RECORDS SHOWN »
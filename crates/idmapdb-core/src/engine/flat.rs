//! Exact brute-force engine over squared Euclidean distance.

use super::{Engine, SENTINEL_DISTANCE, SENTINEL_ID};
use crate::distance::squared_euclidean;
use rustc_hash::FxHashMap;
use std::cmp::Ordering;

/// Exact k-NN engine backed by a flat, row-major vector buffer.
///
/// Entries live in parallel arrays: `ids[slot]` names the entry stored at
/// `vectors[slot * dimension .. (slot + 1) * dimension]`. Removal
/// swap-removes the slot, so slot order is not stable across removals;
/// external IDs are. A slot map gives O(1) removal lookup.
#[derive(Debug)]
pub struct FlatEngine {
    /// Vector dimension
    dimension: usize,
    /// External ID per slot
    ids: Vec<i64>,
    /// Row-major vector buffer, `ids.len() * dimension` floats
    vectors: Vec<f32>,
    /// External ID -> slot
    slots: FxHashMap<i64, usize>,
}

impl FlatEngine {
    /// Creates an empty engine accepting vectors of `dimension`.
    #[must_use]
    pub fn new(dimension: usize) -> Self {
        Self {
            dimension,
            ids: Vec::new(),
            vectors: Vec::new(),
            slots: FxHashMap::default(),
        }
    }

    /// Rebuilds an engine from snapshot parts, restoring the slot map.
    ///
    /// The persistence layer validates `ids.len() * dimension ==
    /// vectors.len()` before calling.
    pub(crate) fn from_parts(dimension: usize, ids: Vec<i64>, vectors: Vec<f32>) -> Self {
        debug_assert_eq!(ids.len() * dimension, vectors.len());
        let slots = ids
            .iter()
            .enumerate()
            .map(|(slot, &id)| (id, slot))
            .collect();
        Self {
            dimension,
            ids,
            vectors,
            slots,
        }
    }

    /// Returns the snapshot parts `(dimension, ids, vectors)`.
    pub(crate) fn as_parts(&self) -> (usize, &[i64], &[f32]) {
        (self.dimension, &self.ids, &self.vectors)
    }

    #[inline]
    fn vector_at(&self, slot: usize) -> &[f32] {
        &self.vectors[slot * self.dimension..(slot + 1) * self.dimension]
    }

    /// Scans all entries and returns the `k` closest to `query`.
    fn search_one(&self, query: &[f32], k: usize) -> (Vec<i64>, Vec<f32>) {
        let mut ranked: Vec<(f32, i64)> = self
            .ids
            .iter()
            .enumerate()
            .map(|(slot, &id)| (squared_euclidean(query, self.vector_at(slot)), id))
            .collect();
        ranked.sort_unstable_by(|a, b| a.0.partial_cmp(&b.0).unwrap_or(Ordering::Equal));
        ranked.truncate(k);

        let mut ids: Vec<i64> = ranked.iter().map(|&(_, id)| id).collect();
        let mut distances: Vec<f32> = ranked.iter().map(|&(d, _)| d).collect();
        ids.resize(k, SENTINEL_ID);
        distances.resize(k, SENTINEL_DISTANCE);
        (ids, distances)
    }
}

impl Engine for FlatEngine {
    fn add_with_ids(&mut self, vectors: &[Vec<f32>], ids: &[i64]) {
        debug_assert_eq!(vectors.len(), ids.len());

        self.vectors.reserve(vectors.len() * self.dimension);
        for (vector, &id) in vectors.iter().zip(ids) {
            debug_assert_eq!(vector.len(), self.dimension);
            self.slots.insert(id, self.ids.len());
            self.ids.push(id);
            self.vectors.extend_from_slice(vector);
        }
    }

    fn remove_ids(&mut self, ids: &[i64]) -> usize {
        let mut removed = 0;
        for &id in ids {
            let Some(slot) = self.slots.remove(&id) else {
                continue;
            };
            // Swap-remove both the ID column and the vector row, then fix
            // up the slot map for the entry that moved into the hole.
            let last = self.ids.len() - 1;
            self.ids.swap_remove(slot);
            let row = slot * self.dimension;
            let last_row = last * self.dimension;
            for offset in 0..self.dimension {
                self.vectors.swap(row + offset, last_row + offset);
            }
            self.vectors.truncate(last_row);
            if slot != last {
                self.slots.insert(self.ids[slot], slot);
            }
            removed += 1;
        }
        removed
    }

    fn search(&self, queries: &[Vec<f32>], k: usize) -> (Vec<Vec<i64>>, Vec<Vec<f32>>) {
        let mut all_ids = Vec::with_capacity(queries.len());
        let mut all_distances = Vec::with_capacity(queries.len());
        for query in queries {
            debug_assert_eq!(query.len(), self.dimension);
            let (ids, distances) = self.search_one(query, k);
            all_ids.push(ids);
            all_distances.push(distances);
        }
        (all_ids, all_distances)
    }

    fn ntotal(&self) -> usize {
        self.ids.len()
    }

    fn dimension(&self) -> usize {
        self.dimension
    }
}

PROBLEM STATEMENT » Retype the whole listing above, line for line and exactly.

OUTPUT »
filename crates/idmapdb-core/src/engine/flat.rs
//! Exact brute-force engine over squared Euclidean distance.

use super::{Engine, SENTINEL_DISTANCE, SENTINEL_ID};
use crate::distance::squared_euclidean;
use rustc_hash::FxHashMap;
use std::cmp::Ordering;

/// Exact k-NN engine backed by a flat, row-major vector buffer.
///
/// Entries live in parallel arrays: `ids[slot]` names the entry stored at
/// `vectors[slot * dimension .. (slot + 1) * dimension]`. Removal
/// swap-removes the slot, so slot order is not stable across removals;
/// external IDs are. A slot map gives O(1) removal lookup.
#[derive(Debug)]
pub struct FlatEngine {
    /// Vector dimension
    dimension: usize,
    /// External ID per slot
    ids: Vec<i64>,
    /// Row-major vector buffer, `ids.len() * dimension` floats
    vectors: Vec<f32>,
    /// External ID -> slot
    slots: FxHashMap<i64, usize>,
}

impl FlatEngine {
    /// Creates an empty engine accepting vectors of `dimension`.
    #[must_use]
    pub fn new(dimension: usize) -> Self {
        Self {
            dimension,
            ids: Vec::new(),
            vectors: Vec::new(),
            slots: FxHashMap::default(),
        }
    }

    /// Rebuilds an engine from snapshot parts, restoring the slot map.
    ///
    /// The persistence layer validates `ids.len() * dimension ==
    /// vectors.len()` before calling.
    pub(crate) fn from_parts(dimension: usize, ids: Vec<i64>, vectors: Vec<f32>) -> Self {
        debug_assert_eq!(ids.len() * dimension, vectors.len());
        let slots = ids
            .iter()
            .enumerate()
            .map(|(slot, &id)| (id, slot))
            .collect();
        Self {
            dimension,
            ids,
            vectors,
            slots,
        }
    }

    /// Returns the snapshot parts `(dimension, ids, vectors)`.
    pub(crate) fn as_parts(&self) -> (usize, &[i64], &[f32]) {
        (self.dimension, &self.ids, &self.vectors)
    }

    #[inline]
    fn vector_at(&self, slot: usize) -> &[f32] {
        &self.vectors[slot * self.dimension..(slot + 1) * self.dimension]
    }

    /// Scans all entries and returns the `k` closest to `query`.
    fn search_one(&self, query: &[f32], k: usize) -> (Vec<i64>, Vec<f32>) {
        let mut ranked: Vec<(f32, i64)> = self
            .ids
            .iter()
            .enumerate()
            .map(|(slot, &id)| (squared_euclidean(query, self.vector_at(slot)), id))
            .collect();
        ranked.sort_unstable_by(|a, b| a.0.partial_cmp(&b.0).unwrap_or(Ordering::Equal));
        ranked.truncate(k);

        let mut ids: Vec<i64> = ranked.iter().map(|&(_, id)| id).collect();
        let mut distances: Vec<f32> = ranked.iter().map(|&(d, _)| d).collect();
        ids.resize(k, SENTINEL_ID);
        distances.resize(k, SENTINEL_DISTANCE);
        (ids, distances)
    }
}

impl Engine for FlatEngine {
    fn add_with_ids(&mut self, vectors: &[Vec<f32>], ids: &[i64]) {
        debug_assert_eq!(vectors.len(), ids.len());

        self.vectors.reserve(vectors.len() * self.dimension);
        for (vector, &id) in vectors.iter().zip(ids) {
            debug_assert_eq!(vector.len(), self.dimension);
            self.slots.insert(id, self.ids.len());
            self.ids.push(id);
            self.vectors.extend_from_slice(vector);
        }
    }

    fn remove_ids(&mut self, ids: &[i64]) -> usize {
        let mut removed = 0;
        for &id in ids {
            let Some(slot) = self.slots.remove(&id) else {
                continue;
            };
            // Swap-remove both the ID column and the vector row, then fix
            // up the slot map for the entry that moved into the hole.
            let last = self.ids.len() - 1;
            self.ids.swap_remove(slot);
            let row = slot * self.dimension;
            let last_row = last * self.dimension;
            for offset in 0..self.dimension {
                self.vectors.swap(row + offset, last_row + offset);
            }
            self.vectors.truncate(last_row);
            if slot != last {
                self.slots.insert(self.ids[slot], slot);
            }
            removed += 1;
        }
        removed
    }

    fn search(&self, queries: &[Vec<f32>], k: usize) -> (Vec<Vec<i64>>, Vec<Vec<f32>>) {
        let mut all_ids = Vec::with_capacity(queries.len());
        let mut all_distances = Vec::with_capacity(queries.len());
        for query in queries {
            debug_assert_eq!(query.len(), self.dimension);
            let (ids, distances) = self.search_one(query, k);
            all_ids.push(ids);
            all_distances.push(distances);
        }
        (all_ids, all_distances)
    }

    fn ntotal(&self) -> usize {
        self.ids.len()
    }

    fn dimension(&self) -> usize {
        self.dimension
    }
}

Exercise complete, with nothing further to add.